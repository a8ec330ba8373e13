use std::collections::{BTreeMap, VecDeque};
use std::time::{Duration, Instant};

const SEQUENCE_WRAP_THRESHOLD: u32 = u32::MAX / 2;
const RECEIVE_WINDOW: u32 = 256;

#[inline]
pub fn sequence_greater_than(s1: u32, s2: u32) -> bool {
    ((s1 > s2) && (s1 - s2 <= SEQUENCE_WRAP_THRESHOLD))
        || ((s1 < s2) && (s2 - s1 > SEQUENCE_WRAP_THRESHOLD))
}

#[derive(Debug, Clone)]
pub struct PendingFrame {
    pub sequence: u32,
    pub bytes: Vec<u8>,
    pub first_sent: Instant,
    pub last_sent: Instant,
    pub attempts: u32,
}

/// Outgoing half of the reliable channel: numbers frames and keeps them
/// until the peer acknowledges them.
#[derive(Debug)]
pub struct ReliableSender {
    next_sequence: u32,
    pending: VecDeque<PendingFrame>,
    srtt: f32,
    rtt_var: f32,
}

impl Default for ReliableSender {
    fn default() -> Self {
        Self::new()
    }
}

impl ReliableSender {
    pub fn new() -> Self {
        Self {
            next_sequence: 0,
            pending: VecDeque::new(),
            srtt: 100.0,
            rtt_var: 50.0,
        }
    }

    pub fn next_sequence(&mut self) -> u32 {
        let sequence = self.next_sequence;
        self.next_sequence = self.next_sequence.wrapping_add(1);
        sequence
    }

    pub fn track(&mut self, sequence: u32, bytes: Vec<u8>) {
        let now = Instant::now();
        self.pending.push_back(PendingFrame {
            sequence,
            bytes,
            first_sent: now,
            last_sent: now,
            attempts: 1,
        });
    }

    /// Returns false for acks of frames that are no longer pending.
    pub fn acknowledge(&mut self, sequence: u32) -> bool {
        let Some(index) = self.pending.iter().position(|p| p.sequence == sequence) else {
            return false;
        };
        let Some(frame) = self.pending.remove(index) else {
            return false;
        };

        // Karn: resent frames give ambiguous samples.
        if frame.attempts == 1 {
            let rtt = frame.first_sent.elapsed().as_secs_f32() * 1000.0;
            self.update_rtt(rtt);
        }
        true
    }

    /// Frames whose last transmission is older than `interval`. Their
    /// send time and attempt count are bumped as if already resent.
    pub fn due_for_resend(&mut self, now: Instant, interval: Duration) -> Vec<Vec<u8>> {
        let mut due = Vec::new();
        for frame in &mut self.pending {
            if now.duration_since(frame.last_sent) >= interval {
                frame.last_sent = now;
                frame.attempts += 1;
                due.push(frame.bytes.clone());
            }
        }
        due
    }

    fn update_rtt(&mut self, rtt: f32) {
        const ALPHA: f32 = 0.125;
        const BETA: f32 = 0.25;

        let diff = (rtt - self.srtt).abs();
        self.rtt_var = (1.0 - BETA) * self.rtt_var + BETA * diff;
        self.srtt = (1.0 - ALPHA) * self.srtt + ALPHA * rtt;
    }

    pub fn srtt(&self) -> f32 {
        self.srtt
    }

    pub fn rtt_var(&self) -> f32 {
        self.rtt_var
    }

    pub fn unacked_count(&self) -> usize {
        self.pending.len()
    }
}

/// Incoming half of the reliable channel. Frames that arrive early are
/// held back until the gap before them fills.
#[derive(Debug, Default)]
pub struct ReliableReceiver {
    expected: u32,
    buffered: BTreeMap<u32, Vec<u8>>,
}

impl ReliableReceiver {
    pub fn new() -> Self {
        Self::default()
    }

    /// Returns the payloads that became deliverable, in order. Duplicates
    /// and frames too far ahead of the window yield nothing.
    pub fn accept(&mut self, sequence: u32, payload: Vec<u8>) -> Vec<Vec<u8>> {
        if sequence != self.expected {
            let ahead = sequence.wrapping_sub(self.expected);
            if sequence_greater_than(sequence, self.expected) && ahead < RECEIVE_WINDOW {
                self.buffered.entry(sequence).or_insert(payload);
            }
            return Vec::new();
        }

        let mut delivered = vec![payload];
        self.expected = self.expected.wrapping_add(1);
        while let Some(next) = self.buffered.remove(&self.expected) {
            delivered.push(next);
            self.expected = self.expected.wrapping_add(1);
        }
        delivered
    }

    pub fn buffered_count(&self) -> usize {
        self.buffered.len()
    }
}

/// Drops anything not newer than the last accepted sequence.
#[derive(Debug, Default)]
pub struct SequencedReceiver {
    latest: Option<u32>,
}

impl SequencedReceiver {
    pub fn accept(&mut self, sequence: u32) -> bool {
        match self.latest {
            Some(latest) if !sequence_greater_than(sequence, latest) => false,
            _ => {
                self.latest = Some(sequence);
                true
            }
        }
    }
}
—————
* DIRECTIONS
Your job is to return all lines above that hold the word "BTreeMap".

* EXERCISE ANSWER
use std::collections::{BTreeMap, VecDeque};
    buffered: BTreeMap<u32, Vec<u8>>,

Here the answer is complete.